Hey y'all. I been surfin thru my new book, the '53 Truck Chassis and Body Parts and Accessories catalog i just got off E-Bay. Gotta love getting good stuff in the mail. Anywho, I see 2 different Gear and Pinion sets listed for my rear end. It's the 3/4 ton with a 4-speed syncro tranny and 215/6. 1st is major granny low, and she really sounds wound up when the speedo shows 55mph. I usually just skip 1st, and start out in 2nd.
Is there a stamping on the rear axle housing with the gear ratio, or am I left with a mystery as the truck's ID tag is long gone. It's either 4.86 to 1, or 5.83 to 1. It would be nice to get to 55 without having her wound up so much, but I don't want to give up the stock 3/4 ton axle even tho I'd have to drop the whole mess to rebuild it or change gears. Please have patience with me as I'm dumber than a stump with all this gear ratio stuff.
Several different ways you can determine your axle ration without the tag. You can rotate the pinion by hand and count how many turns it takes to make one full revolution of the tires, or pop the cover and count pinion and ring gear teeth. I would think turning the pinion would be easiest for you, especially since you have 2 possible ratios to choose from.
A numerically lower (yet higher ratio) gearset will get you lower RPM's cruising at highway speeds.
The rear axle ratio is stamped on the 2nd line of the Rating Plate. 1953/54 F250, some 1955 F250's: Timken model A150 rear axle. Available ratios: 4.86-1 & 5.83-1. That's it, no other ratio was available.
Some 1955 F250's and all 1956 F250's used Dana (Spicer) 60's. If you want a 'high speed' rear axle, look for a 1957/72 F250 Dana 60: Available ratios: 3.54 (1966/72) 3.73 / 4.10 / 4.56.

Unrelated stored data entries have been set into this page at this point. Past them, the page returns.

//! Video service
//!
//! Upload, browse, personalized feed, watch history, watch-later, views,
//! shares, and deletion.

use std::collections::HashMap;

use clip_core::traits::{Bucket, VideoQuery};
use clip_core::{DomainError, Snowflake, User, Video};
use tracing::{info, instrument};

use crate::dto::{
    FilePayload, ShareCountResponse, UploadVideoRequest, VideoDetailResponse, VideoResponse,
    ViewCountResponse, WatchLaterResponse,
};

use super::context::ServiceContext;
use super::error::{ServiceError, ServiceResult};

/// Largest page size for video listings
const MAX_LIST_LIMIT: i64 = 100;

const DEFAULT_QUALITY: &str = "720p";

/// Video service
pub struct VideoService<'a> {
    ctx: &'a ServiceContext,
}

impl<'a> VideoService<'a> {
    /// Create a new VideoService
    pub fn new(ctx: &'a ServiceContext) -> Self {
        Self { ctx }
    }

    /// Upload a video with optional thumbnail.
    ///
    /// Oversized metadata is truncated rather than rejected. The files are
    /// written to object storage before the row is created; a failed insert
    /// leaves orphaned objects behind, which is acceptable.
    #[instrument(skip(self, request, video_file, thumbnail), fields(title = %request.title))]
    pub async fn upload(
        &self,
        owner_id: Snowflake,
        request: UploadVideoRequest,
        video_file: FilePayload,
        thumbnail: Option<FilePayload>,
    ) -> ServiceResult<VideoResponse> {
        let title = truncate_chars(request.title.trim(), Video::MAX_TITLE_LEN);
        if title.is_empty() {
            return Err(ServiceError::validation("Title is required"));
        }
        let description = truncate_chars(&request.description, Video::MAX_DESCRIPTION_LEN);
        let tags = truncate_chars(&request.tags, Video::MAX_TAGS_LEN);

        let video_url = self
            .ctx
            .storage()
            .upload(video_file.data, &video_file.filename, Bucket::Videos)
            .await?;

        let thumbnail_url = match thumbnail {
            Some(file) => Some(
                self.ctx
                    .storage()
                    .upload(file.data, &file.filename, Bucket::Thumbnails)
                    .await?,
            ),
            None => None,
        };

        let video = Video::new(
            self.ctx.generate_id(),
            owner_id,
            title,
            description,
            tags,
            video_url,
            thumbnail_url,
            request.duration,
            request
                .quality
                .unwrap_or_else(|| DEFAULT_QUALITY.to_string()),
            request.is_short,
        );

        self.ctx.video_repo().create(&video).await?;

        info!(video_id = %video.id, owner_id = %owner_id, "Video uploaded");

        let author = self.ctx.user_repo().find_by_id(owner_id).await?;
        Ok(VideoResponse::from(&video).with_author(author.as_ref()))
    }

    /// Get a single video with its uploader, channel subscriber count, and
    /// the viewer's reaction and subscription state attached
    #[instrument(skip(self))]
    pub async fn get(
        &self,
        video_id: Snowflake,
        viewer: Option<Snowflake>,
    ) -> ServiceResult<VideoDetailResponse> {
        let video = self
            .ctx
            .video_repo()
            .find_by_id(video_id)
            .await?
            .ok_or(DomainError::VideoNotFound(video_id))?;

        let author = self.ctx.user_repo().find_by_id(video.owner_id).await?;
        let channel_subs = self
            .ctx
            .subscription_repo()
            .count_for_channel(video.owner_id)
            .await?;

        let (user_liked, user_subscribed) = match viewer {
            Some(viewer_id) => {
                let state = self.ctx.reaction_repo().find(viewer_id, video_id).await?;
                let subscribed = self
                    .ctx
                    .subscription_repo()
                    .is_subscribed(viewer_id, video.owner_id)
                    .await?;
                (state.map_or(0, |kind| kind.value()), subscribed)
            }
            None => (0, false),
        };

        Ok(VideoDetailResponse {
            video: VideoResponse::from(&video)
                .with_author(author.as_ref())
                .with_reaction(user_liked),
            channel_subs,
            user_subscribed,
        })
    }

    /// Browse videos by filter and ordering
    #[instrument(skip(self))]
    pub async fn list(
        &self,
        mut query: VideoQuery,
        viewer: Option<Snowflake>,
    ) -> ServiceResult<Vec<VideoResponse>> {
        query.limit = query.limit.clamp(1, MAX_LIST_LIMIT);
        let videos = self.ctx.video_repo().list(query).await?;
        self.hydrate(videos, viewer).await
    }

    /// Personalized feed: subscribed channels plus popular uploads
    #[instrument(skip(self))]
    pub async fn feed(&self, user_id: Snowflake, limit: i64) -> ServiceResult<Vec<VideoResponse>> {
        let videos = self
            .ctx
            .video_repo()
            .feed(user_id, limit.clamp(1, MAX_LIST_LIMIT))
            .await?;
        self.hydrate(videos, Some(user_id)).await
    }

    /// Watch history, most recently watched first
    #[instrument(skip(self))]
    pub async fn history(
        &self,
        user_id: Snowflake,
        limit: i64,
    ) -> ServiceResult<Vec<VideoResponse>> {
        let videos = self
            .ctx
            .video_repo()
            .history(user_id, limit.clamp(1, MAX_LIST_LIMIT))
            .await?;
        self.hydrate(videos, Some(user_id)).await
    }

    /// Watch-later list, most recently saved first
    #[instrument(skip(self))]
    pub async fn watch_later(
        &self,
        user_id: Snowflake,
        limit: i64,
    ) -> ServiceResult<Vec<VideoResponse>> {
        let videos = self
            .ctx
            .video_repo()
            .watch_later(user_id, limit.clamp(1, MAX_LIST_LIMIT))
            .await?;
        self.hydrate(videos, Some(user_id)).await
    }

    /// Record a view. Every call counts, including repeats by the same
    /// viewer; known viewers also get a watch history entry.
    #[instrument(skip(self))]
    pub async fn record_view(
        &self,
        video_id: Snowflake,
        viewer: Option<Snowflake>,
    ) -> ServiceResult<ViewCountResponse> {
        let views = self.ctx.video_repo().record_view(video_id, viewer).await?;
        Ok(ViewCountResponse { views })
    }

    /// Toggle a video on the user's watch-later list
    #[instrument(skip(self))]
    pub async fn toggle_watch_later(
        &self,
        user_id: Snowflake,
        video_id: Snowflake,
    ) -> ServiceResult<WatchLaterResponse> {
        let saved = self
            .ctx
            .video_repo()
            .toggle_watch_later(user_id, video_id)
            .await?;
        Ok(WatchLaterResponse { saved })
    }

    /// Record a share
    #[instrument(skip(self))]
    pub async fn share(&self, video_id: Snowflake) -> ServiceResult<ShareCountResponse> {
        let shares = self.ctx.video_repo().add_share(video_id).await?;
        Ok(ShareCountResponse { shares })
    }

    /// Delete a video owned by the caller, cascading its engagement rows
    #[instrument(skip(self))]
    pub async fn delete(&self, video_id: Snowflake, owner_id: Snowflake) -> ServiceResult<()> {
        self.ctx
            .video_repo()
            .delete_owned(video_id, owner_id)
            .await?;

        info!(video_id = %video_id, owner_id = %owner_id, "Video deleted");

        Ok(())
    }

    /// Attach uploader profiles and the viewer's reactions, each fetched in
    /// one batch
    async fn hydrate(
        &self,
        videos: Vec<Video>,
        viewer: Option<Snowflake>,
    ) -> ServiceResult<Vec<VideoResponse>> {
        let mut owner_ids: Vec<Snowflake> = videos.iter().map(|v| v.owner_id).collect();
        owner_ids.sort_unstable();
        owner_ids.dedup();

        let authors: HashMap<Snowflake, User> = self
            .ctx
            .user_repo()
            .find_many(&owner_ids)
            .await?
            .into_iter()
            .map(|user| (user.id, user))
            .collect();

        let reactions: HashMap<Snowflake, i16> = match viewer {
            Some(viewer_id) => {
                let video_ids: Vec<Snowflake> = videos.iter().map(|v| v.id).collect();
                self.ctx
                    .reaction_repo()
                    .find_many(viewer_id, &video_ids)
                    .await?
                    .into_iter()
                    .map(|(video_id, kind)| (video_id, kind.value()))
                    .collect()
            }
            None => HashMap::new(),
        };

        Ok(videos
            .iter()
            .map(|video| {
                VideoResponse::from(video)
                    .with_author(authors.get(&video.owner_id))
                    .with_reaction(reactions.get(&video.id).copied().unwrap_or(0))
            })
            .collect())
    }
}

/// Truncate to at most `max_chars` characters
fn truncate_chars(value: &str, max_chars: usize) -> String {
    value.chars().take(max_chars).collect()
}

#[cfg(test)]
mod tests {
    use super::*;

    #[test]
    fn test_truncate_chars() {
        assert_eq!(truncate_chars("hello", 10), "hello");
        assert_eq!(truncate_chars("hello", 3), "hel");
        // Multi-byte characters count as one
        assert_eq!(truncate_chars("ééééé", 3), "ééé");
    }
}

The 1948/55 individual year parts catalogs are not very accurate. Ford made many part number changes in 1956, including changing some of the basic part numbers.

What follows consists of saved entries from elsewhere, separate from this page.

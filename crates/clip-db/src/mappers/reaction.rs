//! Reaction entity <-> model mapper

use clip_core::entities::{Reaction, ReactionKind};
use clip_core::error::DomainError;
use clip_core::value_objects::Snowflake;

use crate::models::ReactionModel;

impl TryFrom<ReactionModel> for Reaction {
    type Error = DomainError;

    fn try_from(model: ReactionModel) -> Result<Self, Self::Error> {
        let kind = ReactionKind::from_value(model.value)
            .ok_or(DomainError::InvalidReactionValue(model.value))?;

        Ok(Reaction {
            user_id: Snowflake::new(model.user_id),
            video_id: Snowflake::new(model.video_id),
            kind,
            created_at: model.created_at,
        })
    }
}
//! Video entity <-> model mapper

use clip_core::entities::Video;
use clip_core::value_objects::Snowflake;

use crate::models::VideoModel;

impl From<VideoModel> for Video {
    fn from(model: VideoModel) -> Self {
        Video {
            id: Snowflake::new(model.id),
            owner_id: Snowflake::new(model.owner_id),
            title: model.title,
            description: model.description,
            tags: model.tags,
            video_url: model.video_url,
            thumbnail_url: model.thumbnail_url,
            duration: model.duration,
            quality: model.quality,
            is_short: model.is_short,
            views: model.views,
            likes_count: model.likes_count,
            dislikes_count: model.dislikes_count,
            comments_count: model.comments_count,
            shares: model.shares,
            created_at: model.created_at,
        }
    }
}
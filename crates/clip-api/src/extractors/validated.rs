//! Validated JSON extractor
//!
//! Extracts and validates JSON request bodies using the validator crate.

use axum::{
    async_trait,
    extract::{FromRequest, Request},
    Json,
};
use serde::de::DeserializeOwned;
use validator::Validate;

use crate::response::ApiError;

/// Validated JSON extractor
///
/// Extracts a JSON body and validates it using the `validator` crate.
/// The inner type must implement both `Deserialize` and `Validate`.
#[derive(Debug, Clone)]
pub struct ValidatedJson<T>(pub T);

#[async_trait]
impl<S, T> FromRequest<S> for ValidatedJson<T>
where
    S: Send + Sync,
    T: DeserializeOwned + Validate,
{
    type Rejection = ApiError;

    async fn from_request(req: Request, state: &S) -> Result<Self, Self::Rejection> {
        let Json(value) = Json::<T>::from_request(req, state)
            .await
            .map_err(|e| ApiError::bad_request(e.body_text()))?;

        value.validate()?;

        Ok(ValidatedJson(value))
    }
}
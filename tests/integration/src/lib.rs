//! Integration test utilities for the clip server
//!
//! This crate provides helpers for running end-to-end tests against
//! the REST API.

pub mod fixtures;
pub mod helpers;

pub use fixtures::*;
pub use helpers::*;
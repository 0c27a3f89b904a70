//! Entity ↔ model mappers

mod comment;
mod notification;
mod reaction;
mod report;
mod user;
mod video;
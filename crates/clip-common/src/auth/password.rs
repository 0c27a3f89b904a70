//! Password hashing and verification utilities
//!
//! Uses Argon2id for password hashing.

use argon2::{
    password_hash::{rand_core::OsRng, PasswordHash, PasswordHasher, PasswordVerifier, SaltString},
    Argon2,
};

use crate::error::AppError;

/// Hash a password using Argon2id
///
/// # Errors
/// Returns an error if hashing fails
pub fn hash_password(password: &str) -> Result<String, AppError> {
    let salt = SaltString::generate(&mut OsRng);
    let argon2 = Argon2::default();

    argon2
        .hash_password(password.as_bytes(), &salt)
        .map(|hash| hash.to_string())
        .map_err(|e| AppError::Internal(anyhow::anyhow!("Password hashing failed: {e}")))
}

/// Verify a password against a hash
///
/// # Errors
/// Returns an error if the hash is malformed
pub fn verify_password(password: &str, hash: &str) -> Result<bool, AppError> {
    let parsed_hash = PasswordHash::new(hash)
        .map_err(|e| AppError::Internal(anyhow::anyhow!("Invalid password hash format: {e}")))?;

    Ok(Argon2::default()
        .verify_password(password.as_bytes(), &parsed_hash)
        .is_ok())
}

/// Validate password strength: at least 8 characters with a letter and a digit
///
/// # Errors
/// Returns a validation error if the password doesn't meet requirements
pub fn validate_password_strength(password: &str) -> Result<(), AppError> {
    if password.len() < 8 {
        return Err(AppError::Validation(
            "Password must be at least 8 characters long".to_string(),
        ));
    }

    if !password.chars().any(char::is_alphabetic) {
        return Err(AppError::Validation(
            "Password must contain at least one letter".to_string(),
        ));
    }

    if !password.chars().any(|c| c.is_ascii_digit()) {
        return Err(AppError::Validation(
            "Password must contain at least one digit".to_string(),
        ));
    }

    Ok(())
}

/// Password service for dependency injection
#[derive(Debug, Clone, Default)]
pub struct PasswordService;

impl PasswordService {
    /// Create a new password service
    #[must_use]
    pub fn new() -> Self {
        Self
    }

    /// Hash a password
    ///
    /// # Errors
    /// Returns an error if hashing fails
    pub fn hash(&self, password: &str) -> Result<String, AppError> {
        hash_password(password)
    }

    /// Verify a password against a hash
    ///
    /// # Errors
    /// Returns an error if verification fails
    pub fn verify(&self, password: &str, hash: &str) -> Result<bool, AppError> {
        verify_password(password, hash)
    }

    /// Verify a password and return an error if invalid
    ///
    /// # Errors
    /// Returns `AppError::InvalidCredentials` if the password doesn't match
    pub fn verify_or_error(&self, password: &str, hash: &str) -> Result<(), AppError> {
        if self.verify(password, hash)? {
            Ok(())
        } else {
            Err(AppError::InvalidCredentials)
        }
    }
}
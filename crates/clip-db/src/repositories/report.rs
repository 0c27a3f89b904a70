//! PostgreSQL implementation of ReportRepository

use async_trait::async_trait;
use sqlx::PgPool;
use tracing::instrument;

use clip_core::error::DomainError;
use clip_core::traits::{RepoResult, Report, ReportRepository};

use super::error::map_db_error;

/// PostgreSQL implementation of ReportRepository
#[derive(Clone)]
pub struct PgReportRepository {
    pool: PgPool,
}

impl PgReportRepository {
    /// Create a new PgReportRepository
    pub fn new(pool: PgPool) -> Self {
        Self { pool }
    }
}

#[async_trait]
impl ReportRepository for PgReportRepository {
    #[instrument(skip(self, report), fields(video_id = %report.video_id))]
    async fn create(&self, report: &Report) -> RepoResult<()> {
        let result = sqlx::query(
            r#"
            INSERT INTO reports (id, reporter_id, video_id, reason, details, created_at)
            SELECT $1, $2, $3, $4, $5, $6
            WHERE EXISTS(SELECT 1 FROM videos WHERE id = $3)
            "#,
        )
        .bind(report.id.into_inner())
        .bind(report.reporter_id.into_inner())
        .bind(report.video_id.into_inner())
        .bind(&report.reason)
        .bind(report.details.as_deref())
        .bind(report.created_at)
        .execute(&self.pool)
        .await
        .map_err(map_db_error)?;

        if result.rows_affected() == 0 {
            return Err(DomainError::VideoNotFound(report.video_id));
        }

        Ok(())
    }
}

#[cfg(test)]
mod tests {
    use super::*;

    #[test]
    fn test_repo_is_send_sync() {
        fn assert_send_sync<T: Send + Sync>() {}
        assert_send_sync::<PgReportRepository>();
    }
}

The 1948/56 Ford Truck Parts Catalog (final printing 1964) is available on a CD from hipoparts.com for about 20 bucks...or you can buy Carpenter's reprinted paper version for 200 bucks.
Peeps are usually unaware today that the highway speed limits "back then" were 35/40 MPH for trucks, 40/50 MPH for cars.
Since peeps usually didn't drive any faster than the speed limit (poor road conditions, unmarked lanes, no interstate hwy's, were other factors), there was no reason to have "high speed" rear axle ratios.